== WORK INSTRUCTIONS ==
Search the records for "result". Copy every line where it appears.

─── EXERCISE DATA

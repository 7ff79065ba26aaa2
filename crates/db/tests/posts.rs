//! Integration tests for post CRUD against a real database.

use penfolio_db::models::post::{CreatePost, UpdatePost};
use penfolio_db::repositories::PostRepo;
use sqlx::PgPool;

fn sample_post() -> CreatePost {
    CreatePost {
        title_primary: "My First Post".to_string(),
        title_secondary: Some("Min første post".to_string()),
        content_primary: "Some body text".to_string(),
        content_secondary: None,
        excerpt_primary: Some("A short teaser".to_string()),
        excerpt_secondary: None,
        cover_image: Some("/media/cover.jpg".to_string()),
        slug: None,
        is_published: None,
    }
}

#[sqlx::test(migrations = "../../db/migrations")]
async fn test_create_and_find(pool: PgPool) {
    let created = PostRepo::create(&pool, &sample_post(), "my-first-post", Some(1))
        .await
        .unwrap();
    assert_eq!(created.slug, "my-first-post");
    assert_eq!(created.title_secondary.as_deref(), Some("Min første post"));
    assert!(!created.is_published, "drafts by default");
    assert_eq!(created.created_by, Some(1));

    let by_id = PostRepo::find_by_id(&pool, created.id).await.unwrap();
    assert!(by_id.is_some());

    let by_slug = PostRepo::find_by_slug(&pool, "my-first-post")
        .await
        .unwrap()
        .unwrap();
    assert_eq!(by_slug.id, created.id);

    let missing = PostRepo::find_by_slug(&pool, "no-such-slug").await.unwrap();
    assert!(missing.is_none());
}

#[sqlx::test(migrations = "../../db/migrations")]
async fn test_duplicate_slug_is_rejected(pool: PgPool) {
    PostRepo::create(&pool, &sample_post(), "taken", None)
        .await
        .unwrap();

    let err = PostRepo::create(&pool, &sample_post(), "taken", None)
        .await
        .unwrap_err();
    let db_err = err.as_database_error().expect("database error");
    assert_eq!(db_err.code().as_deref(), Some("23505"));
    assert!(db_err
        .constraint()
        .is_some_and(|c| c.starts_with("uq_")));
}

#[sqlx::test(migrations = "../../db/migrations")]
async fn test_partial_update_preserves_other_fields(pool: PgPool) {
    let created = PostRepo::create(&pool, &sample_post(), "partial", None)
        .await
        .unwrap();

    let patch = UpdatePost {
        title_primary: Some("Renamed".to_string()),
        ..Default::default()
    };
    let updated = PostRepo::update(&pool, created.id, &patch, None)
        .await
        .unwrap()
        .unwrap();

    assert_eq!(updated.title_primary, "Renamed");
    assert_eq!(updated.content_primary, created.content_primary);
    assert_eq!(updated.excerpt_primary, created.excerpt_primary);
    assert_eq!(updated.cover_image, created.cover_image);
    assert!(updated.updated_at >= created.updated_at);
}

#[sqlx::test(migrations = "../../db/migrations")]
async fn test_update_missing_post_returns_none(pool: PgPool) {
    let patch = UpdatePost {
        title_primary: Some("ghost".to_string()),
        ..Default::default()
    };
    let result = PostRepo::update(&pool, 424242, &patch, None).await.unwrap();
    assert!(result.is_none());
}

#[sqlx::test(migrations = "../../db/migrations")]
async fn test_list_with_publication_filter(pool: PgPool) {
    for (slug, published) in [("one", true), ("two", false), ("three", true)] {
        let input = CreatePost {
            is_published: Some(published),
            ..sample_post()
        };
        PostRepo::create(&pool, &input, slug, None).await.unwrap();
    }

    let all = PostRepo::list(&pool, None, 50, 0).await.unwrap();
    assert_eq!(all.len(), 3);

    let published = PostRepo::list(&pool, Some(true), 50, 0).await.unwrap();
    assert_eq!(published.len(), 2);

    let drafts = PostRepo::list(&pool, Some(false), 50, 0).await.unwrap();
    assert_eq!(drafts.len(), 1);
    assert_eq!(drafts[0].slug, "two");
}

#[sqlx::test(migrations = "../../db/migrations")]
async fn test_delete(pool: PgPool) {
    let created = PostRepo::create(&pool, &sample_post(), "deleted", None)
        .await
        .unwrap();

    assert!(PostRepo::delete(&pool, created.id).await.unwrap());
    assert!(PostRepo::find_by_id(&pool, created.id)
        .await
        .unwrap()
        .is_none());

    // Second delete is a no-op.
    assert!(!PostRepo::delete(&pool, created.id).await.unwrap());
}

──────

== ANSWER TO THIS TASK ==
    let result = PostRepo::update(&pool, 424242, &patch, None).await.unwrap();
    assert!(result.is_none());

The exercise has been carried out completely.